All the time is lost in checking each of the numbers starting with 0, then starting with 2. If the algorithm could somehow "skip" the rest of these... this would take some logic... then you'd essentially only even be checking plausible ones. So we need to go from:

Keep a table of past guesses, iterate through new potential guesses, and ask about possibilities.

to

Keep a table of past guesses, and use the table of past guesses to generate the next potential guess in near-constant (or linear in the number of past guesses) time.

So the new algorithm would see that "23" is the next possible guess after "01" without checking all the intermediate values. If you could figure out how to do this, the algorithm would be a lot faster...

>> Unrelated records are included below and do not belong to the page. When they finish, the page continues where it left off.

mod session_registry;
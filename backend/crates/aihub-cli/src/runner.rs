use crate::{CliError, CliResult, Commands, SessionCommands};

use aihub_auth::{KeyValueStore, SessionClient};

use serde_json::{Value, json};

/// Run one command against the session client and produce its JSON output.
pub async fn execute<S: KeyValueStore>(
    client: &SessionClient<S>,
    command: Commands,
) -> CliResult<Value> {
    match command {
        Commands::Register { username, password } => {
            Ok(client.register(&username, &password).await?)
        }
        Commands::Login { username, password } => Ok(client.login(&username, &password).await?),
        Commands::Logout => {
            client.logout();
            Ok(json!({ "success": true }))
        }
        Commands::Whoami => Ok(match client.current_user() {
            Some(identity) => json!({ "username": identity.username }),
            None => Value::Null,
        }),
        Commands::Session { action } => match action {
            SessionCommands::Add {
                session_id,
                username,
            } => {
                let username = resolve_username(client, username)?;
                client.add_session(&username, &session_id).await;
                Ok(json!({ "username": username, "sessionId": session_id }))
            }
            SessionCommands::List { username } => {
                let username = resolve_username(client, username)?;
                let sessions = client.user_sessions(&username).await;
                Ok(json!(sessions))
            }
            SessionCommands::Remove {
                session_id,
                username,
            } => {
                let username = resolve_username(client, username)?;
                client.remove_session(&username, &session_id).await;
                Ok(json!({ "username": username, "sessionId": session_id }))
            }
        },
    }
}

/// Explicit `--username` wins, else the signed-in user.
fn resolve_username<S: KeyValueStore>(
    client: &SessionClient<S>,
    explicit: Option<String>,
) -> CliResult<String> {
    match explicit {
        Some(username) => Ok(username),
        None => client
            .current_user()
            .map(|identity| identity.username)
            .ok_or_else(CliError::not_signed_in),
    }
}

Please let me know if you come up with anything better... I'd love to know about it.

#### martix

Yup that'd be LINKED LISTS. :P
As I said before - it seemed an awful lot like brute forcing it. Your experience and code proves it.
I have already begun writing the program with the technical parts. The idea I have formulated is a not generating every possible password every time. Rather its working with single digits and positions as separate elements.
And any impossibilities just get POPed out. That seems the most natural way to me.

So rather than
Code:
Secret: 32

01 10 20 30 40
02 12 21 31 41
03 13 23 32 42
04 14 24 34 43
We do:
Code:
Secret: 32
Positions  [u]1   2[/u]
Possibles  0   0
1   1
2   2
3   3
4   4
That way we can avoid a couple of typical characteristics of computers like the brute-forcing you are doing and getting the exact same result from the same output. Lists can be randomized and superimposed for a number of purposes as required.
In other words it can be made to look more human-like.
So I'm thinking about a password building list with the whole codeset, a possibility list for every position. So when making a guess we build the password based on the possibility lists. And when we get the result we eliminate the appropriate numbers.

#### CRGreathouse

Homework Helper
I have already begun writing the program with the technical parts. The idea I have formulated is a not generating every possible password every time. Rather its working with single digits and positions as separate elements.
I'm not sure how this works. It doesn't seem to store enough information to get optimal results. If your starting state is
Code:
Positions  1   2   3
Possibles  0   0   0
1   1   1
2   2   2
3   3   3
4   4   4
what do you transition to if the guess "012" has one right? Each value is possible at all positions.